Dr Yoshimura also said that 70% of all complications arising from cosmetic surgery are linked to the use of artificial materials. Stem cell enriched-fat, therefore, holds the promise of eliminating such complications.

Stem cells from adipose tissue (fat) is a rich source of stem cells, as well as other cell types that contribute to the natural healing process in humans. Referred to by the medical community as adipose-derived stem cells, researchers have "prompted" such cells to convert to fat, bone, cartilage and muscle, and believe these cells could help treat heart conditions, heal broken bones, and even be used in reconstructive surgery.

According to Dr Jeffrey Gimble of the Pennington Biomedical Research Center in Louisiana, fat is considered to be much more than just those extra pounds we carry around.

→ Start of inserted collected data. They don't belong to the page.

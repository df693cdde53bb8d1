pub mod state;

use crate::layout::global_context::{AppGlobalContext, Page};
use crate::shared::icons::icon;
use leptos::prelude::*;
use state::{Direction, GalleryState};

/// Reactive wrapper around [`GalleryState`], provided via context.
///
/// The active image list is read from the navigation context at event time:
/// the overlay never keeps its own copy of the selected item's images.
#[derive(Clone, Copy)]
pub struct GalleryService {
    pub state: RwSignal<GalleryState>,
}

impl GalleryService {
    pub fn new() -> Self {
        Self {
            state: RwSignal::new(GalleryState::new()),
        }
    }

    pub fn open(&self, url: &str) {
        let url = url.to_string();
        self.state.update(|s| s.open(&url));
    }

    pub fn close(&self) {
        self.state.update(|s| s.close());
    }

    pub fn step(&self, images: &[String], direction: Direction) {
        let images = images.to_vec();
        self.state.update(|s| s.step(&images, direction));
    }
}

/// Image list the overlay navigates within: the selected item's images, or
/// the singleton of the open image when no item context exists.
fn active_images(ctx: &AppGlobalContext, current: &str) -> Vec<String> {
    match &ctx.nav.get_untracked().page {
        Page::Item(item) => item.images.clone(),
        _ => vec![current.to_string()],
    }
}

/// Full-screen overlay viewer rendered above any page while an image is open.
#[component]
#[allow(non_snake_case)]
pub fn Lightbox() -> impl IntoView {
    let ctx = use_context::<AppGlobalContext>().expect("AppGlobalContext context not found");
    let gallery = use_context::<GalleryService>().expect("GalleryService context not found");

    let step = move |direction: Direction| {
        if let Some(current) = gallery.state.get_untracked().fullscreen {
            let images = active_images(&ctx, &current);
            gallery.step(&images, direction);
        }
    };

    view! {
        {move || gallery.state.get().fullscreen.map(|url| view! {
            <div class="lightbox-overlay" on:click=move |_| gallery.close()>
                <button
                    class="lightbox-close"
                    on:click=move |ev| {
                        ev.stop_propagation();
                        gallery.close();
                    }
                >
                    {icon("close")}
                </button>
                <button
                    class="lightbox-nav lightbox-prev"
                    on:click=move |ev| {
                        ev.stop_propagation();
                        step(Direction::Previous);
                    }
                >
                    {icon("chevron-right")}
                </button>
                <img
                    class="lightbox-image"
                    src=url.clone()
                    on:click=move |ev| ev.stop_propagation()
                />
                <button
                    class="lightbox-nav lightbox-next"
                    on:click=move |ev| {
                        ev.stop_propagation();
                        step(Direction::Next);
                    }
                >
                    {icon("chevron-left")}
                </button>
            </div>
        })}
    }
}
// ABOUTME: CORS middleware configuration for HTTP API endpoints
// ABOUTME: Same-origin by default, optional wildcard or explicit origin list
//
// SPDX-License-Identifier: MIT OR Apache-2.0

use http::{header, HeaderValue, Method};
use tower_http::cors::{AllowOrigin, CorsLayer};

use crate::config::ServerConfig;

/// Configure CORS from `CORS_ALLOWED_ORIGINS`
///
/// Returns `None` when no origins are configured; the panel is then served
/// same-origin only and no CORS headers are emitted.
///
/// - `*` allows any origin without credentials, so session cookies are not sent
/// - an explicit list allows credentials for exactly those origins
///
/// ```bash
/// export CORS_ALLOWED_ORIGINS="https://panel.example.com,https://ops.example.com"
/// ```
#[must_use]
pub fn setup_cors(config: &ServerConfig) -> Option<CorsLayer> {
    let origins = &config.security.cors_origins;
    if origins.is_empty() {
        return None;
    }

    let base = CorsLayer::new()
        .allow_methods([Method::GET, Method::POST, Method::OPTIONS])
        .allow_headers([header::CONTENT_TYPE, header::ACCEPT]);

    if origins.iter().any(|origin| origin == "*") {
        return Some(base.allow_origin(AllowOrigin::any()));
    }

    let list: Vec<HeaderValue> = origins
        .iter()
        .filter_map(|origin| HeaderValue::from_str(origin).ok())
        .collect();

    if list.is_empty() {
        tracing::warn!("No valid CORS origins configured, falling back to same-origin");
        return None;
    }

    Some(
        base.allow_origin(AllowOrigin::list(list))
            .allow_credentials(true),
    )
}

Unlocking the potential of stem cells found in fat tissue is just the beginning.

Additional applications

A separate research team, led by Dr Lorenza Lazzari, also released work that supports the thought that fat stem cells within transplanted fat can improve lipo-injection therapy.

Dr Lazzari's team extracted fat from the abdomens and thighs (lipo-suction) of 12 patients, and then injected the fat into the patient's vocal folds. This therapy is used following damage due to disease or anatomical defect. Until now, the team believed the injected fat offered only mechanical or structural support of the vocal folds.

Prior to injection, however, the team also sampled the fat for laboratory analysis.

Dr Lazzari's team found that this procedure gave vocal abilities and normal speech to their patients for the long-term – one to two years, so far. The injected fat remained healthy and demonstrated rejuvenation.

To determine why, the team analysed the fat tissue used for injection and found the presence of stem cells.

Dr Lazzari believes that adult stem cells (ASCs) residing naturally in fat tissue may enhance the rejuvenation of damaged vocal folds.

Sample analysis indicated that ASCs in fat samples were present and able to differentiate into various cell types, and may act as a source to provide regenerative abilities in vocal fold tissue.

Local scenario

Aesthetic physician and cosmetic surgeon Dr Alice Prethima Michael says this technology can be used for skin rejuvenation and anti-ageing therapy through the CHA-Station™ procedure.

With CHA-Station™, undesired fat is aspirated from another part of the body and infused with stem cells, then injected into body parts such as the breasts, buttocks or even the hollow contours of the face.

"I'm a firm believer in educating patients and the general public about the latest medical treatments and technologies," says Dr Alice. "Introducing the CHA-Station™ to the public is part of my mission to educate them on this safer and longer lasting option to aesthetic enhancement."